*** ENTRIES SHOWN Section Begins ***

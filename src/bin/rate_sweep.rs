//! Sweep the discount rate and tabulate equilibrium carbon prices
//!
//! Every rate reuses the same seed, so rows differ only by the rate.

use anyhow::{Context, Result};
use carbon_equilibrium::{EquilibriumOutcome, RevenueAssumptions, RunReport, SimulationConfig, SimulationRunner};
use clap::Parser;
use serde::Serialize;
use std::path::PathBuf;
use std::time::Instant;

/// Run the simulator once per discount rate
#[derive(Debug, Parser)]
#[command(version, about)]
struct Args {
    /// JSON config file
    #[arg(long)]
    config: Option<PathBuf>,

    /// CSV revenue assumptions (activity,mean,std_dev)
    #[arg(long)]
    assumptions: Option<PathBuf>,

    /// Discount rates in percent, comma separated
    #[arg(long, value_delimiter = ',', default_values_t = [0.0, 2.0, 4.0, 6.0, 8.0, 10.0, 12.0])]
    rates: Vec<f64>,

    /// Trials per rate
    #[arg(long)]
    trials: Option<usize>,

    /// RNG seed shared by all rates
    #[arg(long)]
    seed: Option<u64>,

    /// Output CSV path
    #[arg(long, default_value = "rate_sweep.csv")]
    output: PathBuf,
}

#[derive(Debug, Serialize)]
struct SweepRow {
    discount_rate: f64,
    conventional_npv_mean: Option<f64>,
    conventional_npv_target: Option<f64>,
    viable: bool,
    recommended_stock_price: Option<f64>,
    recommended_flow_price: Option<f64>,
    recommended_stock_price_annualized: Option<f64>,
    error: Option<String>,
}

fn sweep_row(rate: f64, result: carbon_equilibrium::Result<RunReport>) -> SweepRow {
    match result {
        Ok(report) => {
            let target_npv = match &report.equilibrium {
                EquilibriumOutcome::Viable(solution) => solution.target_npv,
                EquilibriumOutcome::NoViableSolution { target_npv, .. } => *target_npv,
            };
            let recommendation = report.equilibrium.recommendation();
            SweepRow {
                discount_rate: rate,
                conventional_npv_mean: Some(report.stats.mean),
                conventional_npv_target: Some(target_npv),
                viable: report.equilibrium.is_viable(),
                recommended_stock_price: recommendation.map(|r| r.stock_price),
                recommended_flow_price: recommendation.map(|r| r.flow_price),
                recommended_stock_price_annualized: recommendation.map(|r| r.stock_price_annualized),
                error: None,
            }
        }
        Err(err) => {
            log::warn!("rate {:.4} failed: {}", rate, err);
            SweepRow {
                discount_rate: rate,
                conventional_npv_mean: None,
                conventional_npv_target: None,
                viable: false,
                recommended_stock_price: None,
                recommended_flow_price: None,
                recommended_stock_price_annualized: None,
                error: Some(err.to_string()),
            }
        }
    }
}

fn main() -> Result<()> {
    env_logger::init();

    let args = Args::parse();
    let start = Instant::now();

    let mut config = match &args.config {
        Some(path) => SimulationConfig::from_json_path(path)
            .with_context(|| format!("failed to load config from {}", path.display()))?,
        None => SimulationConfig::default(),
    };
    if let Some(trials) = args.trials {
        config.trials = trials;
    }
    if args.seed.is_some() {
        config.seed = args.seed;
    }

    let assumptions = match &args.assumptions {
        Some(path) => RevenueAssumptions::from_csv_path(path)
            .with_context(|| format!("failed to load assumptions from {}", path.display()))?,
        None => RevenueAssumptions::default_pricing(),
    };

    let rates: Vec<f64> = args.rates.iter().map(|pct| pct / 100.0).collect();
    println!("Running {} rates x {} trials...", rates.len(), config.trials);

    let runner = SimulationRunner::new(assumptions);
    let results = runner.run_rate_sweep(&config, &rates);

    let mut writer = csv::Writer::from_path(&args.output)
        .with_context(|| format!("failed to create {}", args.output.display()))?;

    println!("\n{:>8} {:>14} {:>14} {:>12} {:>12}", "Rate", "Mean NPV", "Target NPV", "Stock", "Flow");
    for (&rate, result) in rates.iter().zip(results) {
        let row = sweep_row(rate, result);

        let fmt = |v: Option<f64>| v.map_or_else(|| "-".to_string(), |v| format!("{:.2}", v));
        println!(
            "{:>7.2}% {:>14} {:>14} {:>12} {:>12}",
            rate * 100.0,
            fmt(row.conventional_npv_mean),
            fmt(row.conventional_npv_target),
            fmt(row.recommended_stock_price),
            fmt(row.recommended_flow_price),
        );
        writer.serialize(&row)?;
    }
    writer.flush()?;

    println!("\nOutput written to {}", args.output.display());
    println!("Total time: {:?}", start.elapsed());
    Ok(())
}

#[cfg(test)]
mod tests {
    use super::*;
    use carbon_equilibrium::{CarbonConstants, RevenueDistribution, SimulationError};

    fn report(carbon: CarbonConstants) -> RunReport {
        let assumptions = RevenueAssumptions {
            timber: None,
            cattle: RevenueDistribution::new(5000.0, 1000.0),
            soy: RevenueDistribution::new(4000.0, 800.0),
        };
        let config = SimulationConfig {
            trials: 50,
            seed: Some(3),
            carbon,
            ..Default::default()
        };
        SimulationRunner::new(assumptions).run(&config).unwrap()
    }

    #[test]
    fn test_non_viable_row_keeps_target() {
        let report = report(CarbonConstants {
            carbon_stock: 0.001,
            sequestration_rate: 0.001,
        });
        let mean = report.stats.mean;
        let row = sweep_row(0.08, Ok(report));

        assert!(!row.viable);
        assert_eq!(row.conventional_npv_mean, Some(mean));
        assert!(row.conventional_npv_target.unwrap() > 0.0);
        assert!(row.recommended_stock_price.is_none());
    }

    #[test]
    fn test_viable_row_has_prices() {
        let row = sweep_row(0.08, Ok(report(CarbonConstants::default())));
        assert!(row.viable);
        assert!(row.recommended_stock_price.is_some());
        assert!(row.error.is_none());
    }

    #[test]
    fn test_failed_run_row_is_blank() {
        let row = sweep_row(-0.5, Err(SimulationError::invalid("discount_rate", "must be between 0 and 1")));

        assert!(row.conventional_npv_mean.is_none());
        assert!(row.conventional_npv_target.is_none());
        assert!(row.error.unwrap().contains("discount_rate"));

        let mut writer = csv::Writer::from_writer(Vec::new());
        writer.serialize(sweep_row(0.1, Err(SimulationError::invalid("trials", "must be at least 1")))).unwrap();
        let text = String::from_utf8(writer.into_inner().unwrap()).unwrap();
        assert!(!text.contains("NaN"));
    }
}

*** ENTRIES SHOWN Section Ends ***

Copy each line above exactly as it stands.

▸ RESULT:
filename src/bin/rate_sweep.rs
//! Sweep the discount rate and tabulate equilibrium carbon prices
//!
//! Every rate reuses the same seed, so rows differ only by the rate.

use anyhow::{Context, Result};
use carbon_equilibrium::{EquilibriumOutcome, RevenueAssumptions, RunReport, SimulationConfig, SimulationRunner};
use clap::Parser;
use serde::Serialize;
use std::path::PathBuf;
use std::time::Instant;

/// Run the simulator once per discount rate
#[derive(Debug, Parser)]
#[command(version, about)]
struct Args {
    /// JSON config file
    #[arg(long)]
    config: Option<PathBuf>,

    /// CSV revenue assumptions (activity,mean,std_dev)
    #[arg(long)]
    assumptions: Option<PathBuf>,

    /// Discount rates in percent, comma separated
    #[arg(long, value_delimiter = ',', default_values_t = [0.0, 2.0, 4.0, 6.0, 8.0, 10.0, 12.0])]
    rates: Vec<f64>,

    /// Trials per rate
    #[arg(long)]
    trials: Option<usize>,

    /// RNG seed shared by all rates
    #[arg(long)]
    seed: Option<u64>,

    /// Output CSV path
    #[arg(long, default_value = "rate_sweep.csv")]
    output: PathBuf,
}

#[derive(Debug, Serialize)]
struct SweepRow {
    discount_rate: f64,
    conventional_npv_mean: Option<f64>,
    conventional_npv_target: Option<f64>,
    viable: bool,
    recommended_stock_price: Option<f64>,
    recommended_flow_price: Option<f64>,
    recommended_stock_price_annualized: Option<f64>,
    error: Option<String>,
}

fn sweep_row(rate: f64, result: carbon_equilibrium::Result<RunReport>) -> SweepRow {
    match result {
        Ok(report) => {
            let target_npv = match &report.equilibrium {
                EquilibriumOutcome::Viable(solution) => solution.target_npv,
                EquilibriumOutcome::NoViableSolution { target_npv, .. } => *target_npv,
            };
            let recommendation = report.equilibrium.recommendation();
            SweepRow {
                discount_rate: rate,
                conventional_npv_mean: Some(report.stats.mean),
                conventional_npv_target: Some(target_npv),
                viable: report.equilibrium.is_viable(),
                recommended_stock_price: recommendation.map(|r| r.stock_price),
                recommended_flow_price: recommendation.map(|r| r.flow_price),
                recommended_stock_price_annualized: recommendation.map(|r| r.stock_price_annualized),
                error: None,
            }
        }
        Err(err) => {
            log::warn!("rate {:.4} failed: {}", rate, err);
            SweepRow {
                discount_rate: rate,
                conventional_npv_mean: None,
                conventional_npv_target: None,
                viable: false,
                recommended_stock_price: None,
                recommended_flow_price: None,
                recommended_stock_price_annualized: None,
                error: Some(err.to_string()),
            }
        }
    }
}

fn main() -> Result<()> {
    env_logger::init();

    let args = Args::parse();
    let start = Instant::now();

    let mut config = match &args.config {
        Some(path) => SimulationConfig::from_json_path(path)
            .with_context(|| format!("failed to load config from {}", path.display()))?,
        None => SimulationConfig::default(),
    };
    if let Some(trials) = args.trials {
        config.trials = trials;
    }
    if args.seed.is_some() {
        config.seed = args.seed;
    }

    let assumptions = match &args.assumptions {
        Some(path) => RevenueAssumptions::from_csv_path(path)
            .with_context(|| format!("failed to load assumptions from {}", path.display()))?,
        None => RevenueAssumptions::default_pricing(),
    };

    let rates: Vec<f64> = args.rates.iter().map(|pct| pct / 100.0).collect();
    println!("Running {} rates x {} trials...", rates.len(), config.trials);

    let runner = SimulationRunner::new(assumptions);
    let results = runner.run_rate_sweep(&config, &rates);

    let mut writer = csv::Writer::from_path(&args.output)
        .with_context(|| format!("failed to create {}", args.output.display()))?;

    println!("\n{:>8} {:>14} {:>14} {:>12} {:>12}", "Rate", "Mean NPV", "Target NPV", "Stock", "Flow");
    for (&rate, result) in rates.iter().zip(results) {
        let row = sweep_row(rate, result);

        let fmt = |v: Option<f64>| v.map_or_else(|| "-".to_string(), |v| format!("{:.2}", v));
        println!(
            "{:>7.2}% {:>14} {:>14} {:>12} {:>12}",
            rate * 100.0,
            fmt(row.conventional_npv_mean),
            fmt(row.conventional_npv_target),
            fmt(row.recommended_stock_price),
            fmt(row.recommended_flow_price),
        );
        writer.serialize(&row)?;
    }
    writer.flush()?;

    println!("\nOutput written to {}", args.output.display());
    println!("Total time: {:?}", start.elapsed());
    Ok(())
}

#[cfg(test)]
mod tests {
    use super::*;
    use carbon_equilibrium::{CarbonConstants, RevenueDistribution, SimulationError};

    fn report(carbon: CarbonConstants) -> RunReport {
        let assumptions = RevenueAssumptions {
            timber: None,
            cattle: RevenueDistribution::new(5000.0, 1000.0),
            soy: RevenueDistribution::new(4000.0, 800.0),
        };
        let config = SimulationConfig {
            trials: 50,
            seed: Some(3),
            carbon,
            ..Default::default()
        };
        SimulationRunner::new(assumptions).run(&config).unwrap()
    }

    #[test]
    fn test_non_viable_row_keeps_target() {
        let report = report(CarbonConstants {
            carbon_stock: 0.001,
            sequestration_rate: 0.001,
        });
        let mean = report.stats.mean;
        let row = sweep_row(0.08, Ok(report));

        assert!(!row.viable);
        assert_eq!(row.conventional_npv_mean, Some(mean));
        assert!(row.conventional_npv_target.unwrap() > 0.0);
        assert!(row.recommended_stock_price.is_none());
    }

    #[test]
    fn test_viable_row_has_prices() {
        let row = sweep_row(0.08, Ok(report(CarbonConstants::default())));
        assert!(row.viable);
        assert!(row.recommended_stock_price.is_some());
        assert!(row.error.is_none());
    }

    #[test]
    fn test_failed_run_row_is_blank() {
        let row = sweep_row(-0.5, Err(SimulationError::invalid("discount_rate", "must be between 0 and 1")));

        assert!(row.conventional_npv_mean.is_none());
        assert!(row.conventional_npv_target.is_none());
        assert!(row.error.unwrap().contains("discount_rate"));

        let mut writer = csv::Writer::from_writer(Vec::new());
        writer.serialize(sweep_row(0.1, Err(SimulationError::invalid("trials", "must be at least 1")))).unwrap();
        let text = String::from_utf8(writer.into_inner().unwrap()).unwrap();
        assert!(!text.contains("NaN"));
    }
}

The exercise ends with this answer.